The long-term goal of my research program is to understand how plants grow on contaminated soils. The general hypothesis of this program is that plants induce metabolic pathways that alter physiological processes allowing them to tolerate, extract or degrade contaminants in response to the abiotic stress induced by soil pollutants, and that these pathways can be specific or shared between species.

Taking advantage of recent advances in next generation sequencing, I will use a strategy based on both field experiments and controlled environments to explore the transcriptomes and physiology of plants growing in contaminated soils. The specific objectives of this project are to: 1) Describe the transcriptomic effects of establishing fast-growing pioneer plant species in contaminated soil environments and, 2) evaluate if the changes in root gene expression are reflected in altered physiological mechanisms such as osmotic regulation, secondary metabolites and rhizosphere biology. This combined approach should allow the separation the environmental variables inherent to field conditions by taking advantage of the results obtained in controlled greenhouse experiments. Each of the objectives of the program will be assigned to a trainee under my supervision.

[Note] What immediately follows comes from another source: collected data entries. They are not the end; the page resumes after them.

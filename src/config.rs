//! Configuration module for the model availability check
//!
//! This module reads the project and region the check runs against from the
//! process environment.

use std::path::{Path, PathBuf};

/// Region used when `GCP_REGION` is not set
pub const DEFAULT_REGION: &str = "us-west1";

/// Sample document every model is asked to parse
pub const SAMPLE_FILE: &str = "test_sample.pdf";

/// Environment variables used by the tool
pub mod env {
    /// The Google Cloud project ID environment variable
    pub const PROJECT: &str = "GCP_PROJECT";
    /// The Vertex AI region environment variable
    pub const REGION: &str = "GCP_REGION";
}

/// Configuration for a model availability check
#[derive(Debug, Clone, PartialEq, Eq)]
pub struct Config {
    /// The Google Cloud project ID
    pub project_id: String,
    /// The region for Vertex AI services
    pub region: String,
    /// The document parsed by every probe
    pub sample_file: String,
}

impl Config {
    /// Builds the configuration from the process environment
    ///
    /// # Returns
    ///
    /// * `Result<Config, ConfigError>` - The configuration, or the missing variable
    pub fn from_env() -> Result<Self, ConfigError> {
        Self::from_lookup(|key| std::env::var(key).ok())
    }

    /// Builds the configuration from an arbitrary key lookup
    ///
    /// Empty values are treated the same as unset ones.
    ///
    /// # Example
    ///
    /// ```rust
    /// use vertex_model_check::Config;
    ///
    /// let config = Config::from_lookup(|key| match key {
    ///     "GCP_PROJECT" => Some("demo".to_string()),
    ///     _ => None,
    /// })?;
    /// assert_eq!(config.region, "us-west1");
    /// # Ok::<(), vertex_model_check::ConfigError>(())
    /// ```
    pub fn from_lookup<F>(lookup: F) -> Result<Self, ConfigError>
    where
        F: Fn(&str) -> Option<String>,
    {
        let non_empty = |key: &str| lookup(key).filter(|value| !value.is_empty());

        let project_id =
            non_empty(env::PROJECT).ok_or_else(|| ConfigError::MissingEnvVar(env::PROJECT.to_string()))?;
        let region = non_empty(env::REGION).unwrap_or_else(|| DEFAULT_REGION.to_string());

        Ok(Self {
            project_id,
            region,
            sample_file: SAMPLE_FILE.to_string(),
        })
    }
}

/// Error types for configuration
#[derive(Debug, thiserror::Error, PartialEq, Eq)]
pub enum ConfigError {
    /// Error when environment variable is missing
    #[error("{0} environment variable not set")]
    MissingEnvVar(String),
}

impl ConfigError {
    /// Tells the user how to fix the configuration
    pub fn remediation(&self) -> String {
        match self {
            ConfigError::MissingEnvVar(name) if name == env::PROJECT => {
                format!("Set it with: export {}=your-project-id", name)
            }
            ConfigError::MissingEnvVar(name) => format!("Set it with: export {}=<value>", name),
        }
    }
}

/// Loads environment variables from a .env file in the working directory
///
/// Returns the file that was loaded, or the reason none was. Callers decide
/// whether to log it, since this usually runs before logging is set up.
pub fn load_dotenv() -> Result<PathBuf, dotenv::Error> {
    dotenv::dotenv()
}

/// Loads environment variables from a specific .env file
pub fn load_dotenv_from(path: &Path) -> Result<PathBuf, dotenv::Error> {
    dotenv::from_path(path).map(|_| path.to_path_buf())
}

#[cfg(test)]
mod tests {
    use super::*;
    use std::collections::HashMap;

    fn lookup_from(pairs: &[(&str, &str)]) -> impl Fn(&str) -> Option<String> {
        let vars: HashMap<String, String> = pairs
            .iter()
            .map(|(k, v)| (k.to_string(), v.to_string()))
            .collect();
        move |key| vars.get(key).cloned()
    }

    #[test]
    fn test_region_defaults_when_unset() {
        let config = Config::from_lookup(lookup_from(&[("GCP_PROJECT", "demo")])).unwrap();
        assert_eq!(config.project_id, "demo");
        assert_eq!(config.region, DEFAULT_REGION);
        assert_eq!(config.sample_file, SAMPLE_FILE);
    }

    #[test]
    fn test_explicit_region_wins() {
        let config = Config::from_lookup(lookup_from(&[
            ("GCP_PROJECT", "demo"),
            ("GCP_REGION", "europe-west4"),
        ]))
        .unwrap();
        assert_eq!(config.region, "europe-west4");
    }

    #[test]
    fn test_empty_region_falls_back_to_default() {
        let config =
            Config::from_lookup(lookup_from(&[("GCP_PROJECT", "demo"), ("GCP_REGION", "")])).unwrap();
        assert_eq!(config.region, DEFAULT_REGION);
    }

    #[test]
    fn test_missing_project_is_an_error() {
        let err = Config::from_lookup(lookup_from(&[("GCP_REGION", "us-central1")])).unwrap_err();
        assert_eq!(err, ConfigError::MissingEnvVar("GCP_PROJECT".to_string()));
        assert_eq!(err.to_string(), "GCP_PROJECT environment variable not set");
        assert_eq!(
            err.remediation(),
            "Set it with: export GCP_PROJECT=your-project-id"
        );
    }

    #[test]
    fn test_dotenv_file_is_loaded() {
        use std::io::Write;

        let mut file = tempfile::NamedTempFile::new().unwrap();
        writeln!(file, "VERTEX_MODEL_CHECK_DOTENV_MARKER=loaded").unwrap();

        let path = load_dotenv_from(file.path()).unwrap();
        assert_eq!(path, file.path());
        assert_eq!(
            std::env::var("VERTEX_MODEL_CHECK_DOTENV_MARKER").unwrap(),
            "loaded"
        );
    }

    #[test]
    fn test_missing_dotenv_file_reports_why() {
        let dir = tempfile::tempdir().unwrap();
        assert!(load_dotenv_from(&dir.path().join(".env")).is_err());
    }

    #[test]
    fn test_empty_project_is_an_error() {
        let err = Config::from_lookup(lookup_from(&[("GCP_PROJECT", "")])).unwrap_err();
        assert!(matches!(err, ConfigError::MissingEnvVar(_)));
    }
}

This research program will contribute to our understanding of the plant responses to abiotic stresses and to soil contamination in particular. The potential applications of this research program are to develop molecular biomarkers that can be used as indicators of soil contamination as well as provide a basis for plant selection, knowledge which can advance the development of phytoremediation in order to make it a suitable attractive option for ecosystem rehabilitation.